Blood pressure is measured in millimeters of mercury (mm Hg). It is expressed as a ratio of systolic pressure to diastolic pressure. A reading of 120/70 means that the person's systolic pressure is 120 mm Hg and the diastolic pressure is 70 mm Hg. It is expressed verbally as "120 over 70."

Normal blood pressure is less than 130 mm Hg systolic and less than 85 mm Hg diastolic.

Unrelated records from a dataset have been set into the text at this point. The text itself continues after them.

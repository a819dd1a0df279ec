use std::collections::BTreeMap;
use std::path::PathBuf;

use rayon::prelude::*;
use serde::{Deserialize, Serialize};

use crate::cache::{Clock, TtlCache, app_cache_dir};
use crate::career::SeasonTables;
use crate::config::{FixtureSheets, SheetLocation, SheetsAuth};
use crate::fixtures::{Competition, Fixture, parse_cup_rows, parse_division_rows};
use crate::h2h;
use crate::season::SeasonId;
use crate::sheets::{CsvDirectory, GoogleSheet, WorksheetSource};
use crate::standings::{StandingsTable, parse_standings};

const SEASON_CACHE_FILE: &str = "seasons.json";

/// Everything parsed out of one season's spreadsheet.
#[derive(Debug, Clone, Default, PartialEq, Eq, Serialize, Deserialize)]
pub struct SeasonData {
    pub fixtures: Vec<Fixture>,
    pub table: StandingsTable,
}

impl SeasonData {
    pub fn is_empty(&self) -> bool {
        self.fixtures.is_empty() && self.table.is_empty()
    }
}

pub type SeasonCache = TtlCache<SeasonData>;

#[derive(Debug, Clone, Default, PartialEq, Eq)]
pub struct LeagueData {
    pub fixtures: Vec<Fixture>,
    pub tables: SeasonTables,
}

impl LeagueData {
    pub fn from_seasons(seasons: BTreeMap<SeasonId, SeasonData>) -> Self {
        let mut out = Self::default();
        for (season, data) in seasons {
            out.fixtures.extend(data.fixtures);
            out.tables.insert(season, data.table);
        }
        out
    }

    pub fn seasons(&self) -> Vec<SeasonId> {
        self.tables.keys().cloned().collect()
    }

    pub fn players(&self) -> Vec<String> {
        h2h::players(&self.fixtures)
    }

    /// The league cut down to its most recent `n` seasons.
    pub fn last_seasons(&self, n: usize) -> LeagueData {
        let keep = crate::career::last_seasons(&self.tables, n);
        LeagueData {
            fixtures: self
                .fixtures
                .iter()
                .filter(|f| keep.contains(&f.season))
                .cloned()
                .collect(),
            tables: self
                .tables
                .iter()
                .filter(|(season, _)| keep.contains(season))
                .map(|(season, table)| (season.clone(), table.clone()))
                .collect(),
        }
    }
}

pub fn dashboard_sheet_name(season: &SeasonId) -> String {
    format!("LEAGUE DASHBOARD-{season}")
}

pub fn open_source(
    location: &SheetLocation,
    auth: &SheetsAuth,
) -> Option<Box<dyn WorksheetSource>> {
    match location {
        SheetLocation::Google(raw) => GoogleSheet::from_url_or_id(raw)
            .map(|s| Box::new(s.with_auth(auth.clone())) as Box<dyn WorksheetSource>),
        SheetLocation::Directory(path) => Some(Box::new(CsvDirectory::new(path.clone()))),
    }
}

pub fn default_cache_path() -> Option<PathBuf> {
    app_cache_dir().map(|dir| dir.join(SEASON_CACHE_FILE))
}

/// Fixtures from every configured division sheet plus the cup sheet. A sheet
/// that is missing or fails to load contributes nothing.
pub fn load_season_fixtures(
    source: &dyn WorksheetSource,
    season: &SeasonId,
    sheets: &FixtureSheets,
) -> Vec<Fixture> {
    let mut out = Vec::new();
    let divisions = [
        (sheets.division1.as_deref(), Competition::Division1),
        (sheets.division2.as_deref(), Competition::Division2),
    ];
    for (name, competition) in divisions {
        let Some(name) = name else {
            continue;
        };
        if let Some(rows) = fetch_rows(source, season, name) {
            out.extend(parse_division_rows(&rows, season, competition));
        }
    }
    if let Some(name) = sheets.cup.as_deref()
        && let Some(rows) = fetch_rows(source, season, name)
    {
        out.extend(parse_cup_rows(&rows, season));
    }
    out
}

pub fn load_season_table(source: &dyn WorksheetSource, season: &SeasonId) -> StandingsTable {
    fetch_rows(source, season, &dashboard_sheet_name(season))
        .map(|rows| parse_standings(&rows))
        .unwrap_or_default()
}

pub fn load_season(
    source: &dyn WorksheetSource,
    season: &SeasonId,
    sheets: &FixtureSheets,
) -> SeasonData {
    let data = SeasonData {
        fixtures: load_season_fixtures(source, season, sheets),
        table: load_season_table(source, season),
    };
    log::info!(
        "{season}: {} fixtures, {} table rows",
        data.fixtures.len(),
        data.table.rows.len()
    );
    data
}

/// Load every season, serving fresh cache entries and fetching the rest in
/// parallel. Empty seasons are not cached so a failed fetch is retried.
pub fn load_league(
    seasons: &[(SeasonId, Box<dyn WorksheetSource>)],
    sheets: &FixtureSheets,
    cache: &mut SeasonCache,
    clock: &dyn Clock,
    parallelism: usize,
) -> LeagueData {
    let mut loaded: BTreeMap<SeasonId, SeasonData> = BTreeMap::new();
    let mut misses = Vec::new();
    for (season, source) in seasons {
        match cache.get(&cache_key(season, source.as_ref(), sheets), clock) {
            Some(data) => {
                log::debug!("{season}: served from cache");
                loaded.insert(season.clone(), data);
            }
            None => misses.push((season, source.as_ref())),
        }
    }

    let fetched: Vec<(SeasonId, String, SeasonData)> = with_fetch_pool(parallelism, || {
        misses
            .par_iter()
            .map(|(season, source)| {
                (
                    (*season).clone(),
                    cache_key(season, *source, sheets),
                    load_season(*source, season, sheets),
                )
            })
            .collect()
    });

    for (season, key, data) in fetched {
        if !data.is_empty() {
            cache.insert(key, data.clone(), clock);
        }
        loaded.insert(season, data);
    }

    LeagueData::from_seasons(loaded)
}

/// Cache key for one season: the label plus where it was read from and which
/// fixture sheets were asked for, so a config change is a miss.
pub fn cache_key(season: &SeasonId, source: &dyn WorksheetSource, sheets: &FixtureSheets) -> String {
    let sheet = |name: &Option<String>| name.clone().unwrap_or_else(|| "-".to_string());
    format!(
        "{season}|{}|{}|{}|{}",
        source.describe(),
        sheet(&sheets.division1),
        sheet(&sheets.division2),
        sheet(&sheets.cup)
    )
}

fn fetch_rows(
    source: &dyn WorksheetSource,
    season: &SeasonId,
    name: &str,
) -> Option<Vec<Vec<String>>> {
    match source.worksheet(name) {
        Ok(Some(rows)) => Some(rows),
        Ok(None) => {
            log::warn!("{season}: worksheet '{name}' not found in {}", source.describe());
            None
        }
        Err(err) => {
            log::warn!("{season}: could not load worksheet '{name}': {err:#}");
            None
        }
    }
}

fn with_fetch_pool<T>(threads: usize, action: impl FnOnce() -> T + Send) -> T
where
    T: Send,
{
    match rayon::ThreadPoolBuilder::new().num_threads(threads).build() {
        Ok(pool) => pool.install(action),
        Err(_) => action(),
    }
}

Optimal blood pressure is less than 120 mm Hg systolic and less than 80 mm Hg diastolic. A typical reading for a healthy adult is 120/70. Readings for children and adolescents may be slightly higher.

A physician can infer much about a person's health by taking a blood pressure reading.

Hypertension

High blood pressure or hypertension is defined in an adult as a blood pressure greater than or equal to 140 mm Hg systolic pressure or greater than or equal to 90 mm Hg diastolic pressure. High blood pressure directly increases the risk of coronary heart disease (which can lead to heart attack) and stroke, especially along with other risk factors.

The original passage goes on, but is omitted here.